[[ SOURCE DATA, beginning ]]

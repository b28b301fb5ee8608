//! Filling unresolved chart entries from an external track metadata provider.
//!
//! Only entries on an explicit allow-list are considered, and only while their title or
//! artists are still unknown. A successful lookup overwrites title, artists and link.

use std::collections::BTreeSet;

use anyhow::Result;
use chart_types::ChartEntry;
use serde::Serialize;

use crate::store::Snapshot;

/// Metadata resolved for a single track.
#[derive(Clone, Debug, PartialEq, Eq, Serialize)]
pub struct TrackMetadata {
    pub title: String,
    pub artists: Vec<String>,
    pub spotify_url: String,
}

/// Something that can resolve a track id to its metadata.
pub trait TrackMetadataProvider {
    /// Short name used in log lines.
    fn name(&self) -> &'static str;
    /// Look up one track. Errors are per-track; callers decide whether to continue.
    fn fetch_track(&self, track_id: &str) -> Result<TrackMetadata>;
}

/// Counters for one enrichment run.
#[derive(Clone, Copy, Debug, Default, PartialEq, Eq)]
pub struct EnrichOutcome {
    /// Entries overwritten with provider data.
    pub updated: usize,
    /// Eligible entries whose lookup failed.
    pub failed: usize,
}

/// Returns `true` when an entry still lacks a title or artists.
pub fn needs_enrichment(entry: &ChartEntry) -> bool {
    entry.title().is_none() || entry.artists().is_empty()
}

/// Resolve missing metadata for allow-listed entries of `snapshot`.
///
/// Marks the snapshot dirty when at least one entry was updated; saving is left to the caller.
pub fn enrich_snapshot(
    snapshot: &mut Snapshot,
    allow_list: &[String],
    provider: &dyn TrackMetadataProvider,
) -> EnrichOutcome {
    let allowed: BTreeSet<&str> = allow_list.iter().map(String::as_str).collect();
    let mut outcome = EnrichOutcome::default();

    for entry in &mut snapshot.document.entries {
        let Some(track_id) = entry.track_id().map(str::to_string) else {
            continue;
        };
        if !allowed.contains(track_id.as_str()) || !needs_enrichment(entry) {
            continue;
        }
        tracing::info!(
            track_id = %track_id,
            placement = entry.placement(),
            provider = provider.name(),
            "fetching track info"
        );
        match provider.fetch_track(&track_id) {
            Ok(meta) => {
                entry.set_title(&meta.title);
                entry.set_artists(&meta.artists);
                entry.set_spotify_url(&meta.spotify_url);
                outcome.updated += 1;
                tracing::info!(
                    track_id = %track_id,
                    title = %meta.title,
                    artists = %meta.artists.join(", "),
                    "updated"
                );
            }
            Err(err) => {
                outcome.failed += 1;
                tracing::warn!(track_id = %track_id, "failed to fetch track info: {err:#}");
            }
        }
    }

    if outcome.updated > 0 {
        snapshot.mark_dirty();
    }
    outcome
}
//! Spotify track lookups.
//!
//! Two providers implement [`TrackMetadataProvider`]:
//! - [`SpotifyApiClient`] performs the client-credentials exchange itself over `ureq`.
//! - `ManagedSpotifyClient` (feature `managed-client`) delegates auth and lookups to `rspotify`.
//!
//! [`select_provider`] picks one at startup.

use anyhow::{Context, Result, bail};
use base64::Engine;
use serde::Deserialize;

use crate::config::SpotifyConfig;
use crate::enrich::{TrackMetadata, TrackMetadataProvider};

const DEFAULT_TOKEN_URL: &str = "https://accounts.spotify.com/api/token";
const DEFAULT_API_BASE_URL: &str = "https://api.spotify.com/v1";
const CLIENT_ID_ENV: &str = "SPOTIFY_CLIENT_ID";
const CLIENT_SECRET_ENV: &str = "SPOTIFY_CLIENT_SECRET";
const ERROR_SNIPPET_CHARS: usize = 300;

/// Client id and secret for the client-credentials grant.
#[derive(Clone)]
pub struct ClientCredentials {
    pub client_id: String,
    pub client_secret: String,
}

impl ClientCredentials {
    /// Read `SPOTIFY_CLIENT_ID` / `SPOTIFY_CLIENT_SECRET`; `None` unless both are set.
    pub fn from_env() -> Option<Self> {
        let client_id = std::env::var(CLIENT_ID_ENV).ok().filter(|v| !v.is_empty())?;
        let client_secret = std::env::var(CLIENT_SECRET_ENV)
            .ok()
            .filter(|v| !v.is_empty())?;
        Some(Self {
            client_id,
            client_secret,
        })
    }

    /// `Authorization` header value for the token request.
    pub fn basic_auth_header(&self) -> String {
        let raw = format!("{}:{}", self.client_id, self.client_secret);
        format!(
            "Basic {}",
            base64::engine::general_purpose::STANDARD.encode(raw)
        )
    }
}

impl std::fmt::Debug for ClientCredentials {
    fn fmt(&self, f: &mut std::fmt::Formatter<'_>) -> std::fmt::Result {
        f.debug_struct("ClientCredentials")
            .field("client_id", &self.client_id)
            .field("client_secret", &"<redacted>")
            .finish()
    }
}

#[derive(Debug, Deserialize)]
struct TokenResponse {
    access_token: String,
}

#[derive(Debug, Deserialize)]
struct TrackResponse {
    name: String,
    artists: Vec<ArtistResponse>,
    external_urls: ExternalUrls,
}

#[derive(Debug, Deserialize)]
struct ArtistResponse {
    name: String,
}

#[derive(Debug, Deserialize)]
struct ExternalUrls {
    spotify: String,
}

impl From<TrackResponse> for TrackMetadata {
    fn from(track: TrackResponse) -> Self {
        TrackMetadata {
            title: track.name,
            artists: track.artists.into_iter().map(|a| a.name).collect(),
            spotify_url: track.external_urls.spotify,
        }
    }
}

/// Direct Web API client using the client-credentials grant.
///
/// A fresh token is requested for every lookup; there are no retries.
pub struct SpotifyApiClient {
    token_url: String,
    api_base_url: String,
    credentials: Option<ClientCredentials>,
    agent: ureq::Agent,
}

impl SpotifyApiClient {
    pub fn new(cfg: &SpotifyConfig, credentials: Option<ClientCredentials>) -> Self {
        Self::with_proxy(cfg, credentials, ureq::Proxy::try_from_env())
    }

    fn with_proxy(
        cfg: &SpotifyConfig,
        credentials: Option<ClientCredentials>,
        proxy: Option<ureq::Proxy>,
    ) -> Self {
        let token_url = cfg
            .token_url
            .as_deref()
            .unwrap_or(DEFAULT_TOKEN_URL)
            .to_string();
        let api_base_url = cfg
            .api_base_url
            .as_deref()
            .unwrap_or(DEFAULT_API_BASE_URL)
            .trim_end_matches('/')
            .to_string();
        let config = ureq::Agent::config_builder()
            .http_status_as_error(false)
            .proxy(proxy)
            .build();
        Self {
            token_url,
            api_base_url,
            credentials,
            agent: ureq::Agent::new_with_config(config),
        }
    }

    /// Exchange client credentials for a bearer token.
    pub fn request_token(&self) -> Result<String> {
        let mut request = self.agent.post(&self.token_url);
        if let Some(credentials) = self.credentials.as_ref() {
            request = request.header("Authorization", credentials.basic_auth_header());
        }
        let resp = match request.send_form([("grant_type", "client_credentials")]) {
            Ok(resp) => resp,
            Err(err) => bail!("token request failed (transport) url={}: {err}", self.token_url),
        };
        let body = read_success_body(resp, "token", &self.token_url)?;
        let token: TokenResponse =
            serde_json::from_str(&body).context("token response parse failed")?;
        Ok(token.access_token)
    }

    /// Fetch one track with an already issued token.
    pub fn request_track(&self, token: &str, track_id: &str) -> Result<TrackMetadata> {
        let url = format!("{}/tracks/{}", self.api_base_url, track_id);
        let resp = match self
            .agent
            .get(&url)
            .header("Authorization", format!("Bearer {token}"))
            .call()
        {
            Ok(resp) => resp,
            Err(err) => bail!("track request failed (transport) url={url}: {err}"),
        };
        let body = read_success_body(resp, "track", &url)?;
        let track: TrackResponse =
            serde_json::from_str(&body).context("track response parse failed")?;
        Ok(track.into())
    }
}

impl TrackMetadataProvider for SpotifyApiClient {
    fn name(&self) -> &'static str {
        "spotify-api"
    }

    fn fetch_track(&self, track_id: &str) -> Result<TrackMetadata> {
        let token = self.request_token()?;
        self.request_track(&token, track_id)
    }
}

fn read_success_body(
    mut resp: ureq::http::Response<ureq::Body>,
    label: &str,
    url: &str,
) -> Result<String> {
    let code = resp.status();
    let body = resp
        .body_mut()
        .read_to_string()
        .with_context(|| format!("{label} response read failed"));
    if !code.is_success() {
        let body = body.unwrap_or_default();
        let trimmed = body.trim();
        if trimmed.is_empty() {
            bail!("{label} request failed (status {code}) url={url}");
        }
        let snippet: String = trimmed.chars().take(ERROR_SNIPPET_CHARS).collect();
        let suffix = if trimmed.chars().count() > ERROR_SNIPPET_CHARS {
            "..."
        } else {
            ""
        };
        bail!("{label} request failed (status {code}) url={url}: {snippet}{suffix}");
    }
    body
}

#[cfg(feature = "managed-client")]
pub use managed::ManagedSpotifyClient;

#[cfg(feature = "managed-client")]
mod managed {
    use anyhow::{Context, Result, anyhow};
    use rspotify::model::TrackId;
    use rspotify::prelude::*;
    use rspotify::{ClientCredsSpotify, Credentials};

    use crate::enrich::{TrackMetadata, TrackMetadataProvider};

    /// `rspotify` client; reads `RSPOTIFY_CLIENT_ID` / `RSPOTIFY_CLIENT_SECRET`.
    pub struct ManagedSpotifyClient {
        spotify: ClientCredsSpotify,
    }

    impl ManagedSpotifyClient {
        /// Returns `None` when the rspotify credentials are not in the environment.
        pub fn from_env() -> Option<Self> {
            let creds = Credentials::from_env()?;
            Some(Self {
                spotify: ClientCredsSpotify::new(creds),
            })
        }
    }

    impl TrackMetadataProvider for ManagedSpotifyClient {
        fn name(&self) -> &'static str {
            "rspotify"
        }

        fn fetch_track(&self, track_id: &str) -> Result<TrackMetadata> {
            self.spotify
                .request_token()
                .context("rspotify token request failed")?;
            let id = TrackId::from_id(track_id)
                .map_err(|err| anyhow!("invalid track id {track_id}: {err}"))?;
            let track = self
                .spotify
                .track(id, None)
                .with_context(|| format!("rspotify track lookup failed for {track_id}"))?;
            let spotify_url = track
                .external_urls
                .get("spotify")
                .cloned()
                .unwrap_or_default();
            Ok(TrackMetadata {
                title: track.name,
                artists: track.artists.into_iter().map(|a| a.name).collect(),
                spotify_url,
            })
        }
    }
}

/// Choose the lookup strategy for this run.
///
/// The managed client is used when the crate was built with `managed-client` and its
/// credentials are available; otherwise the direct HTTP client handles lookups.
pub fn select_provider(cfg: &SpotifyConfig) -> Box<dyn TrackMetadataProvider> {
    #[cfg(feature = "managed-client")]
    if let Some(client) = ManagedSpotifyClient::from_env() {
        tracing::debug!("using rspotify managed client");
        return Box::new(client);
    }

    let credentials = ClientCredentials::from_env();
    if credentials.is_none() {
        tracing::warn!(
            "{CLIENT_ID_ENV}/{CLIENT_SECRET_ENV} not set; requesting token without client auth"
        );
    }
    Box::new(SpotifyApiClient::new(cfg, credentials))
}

[[ SOURCE DATA, end ]]

**WHAT THIS TASK INVOLVES**
Give back, word for word, only the lines above from the line holding "self.spotify" to the line holding "The managed client", both included.

**RESPONSE BELOW**
            self.spotify
                .request_token()
                .context("rspotify token request failed")?;
            let id = TrackId::from_id(track_id)
                .map_err(|err| anyhow!("invalid track id {track_id}: {err}"))?;
            let track = self
                .spotify
                .track(id, None)
                .with_context(|| format!("rspotify track lookup failed for {track_id}"))?;
            let spotify_url = track
                .external_urls
                .get("spotify")
                .cloned()
                .unwrap_or_default();
            Ok(TrackMetadata {
                title: track.name,
                artists: track.artists.into_iter().map(|a| a.name).collect(),
                spotify_url,
            })
        }
    }
}

/// Choose the lookup strategy for this run.
///
/// The managed client is used when the crate was built with `managed-client` and its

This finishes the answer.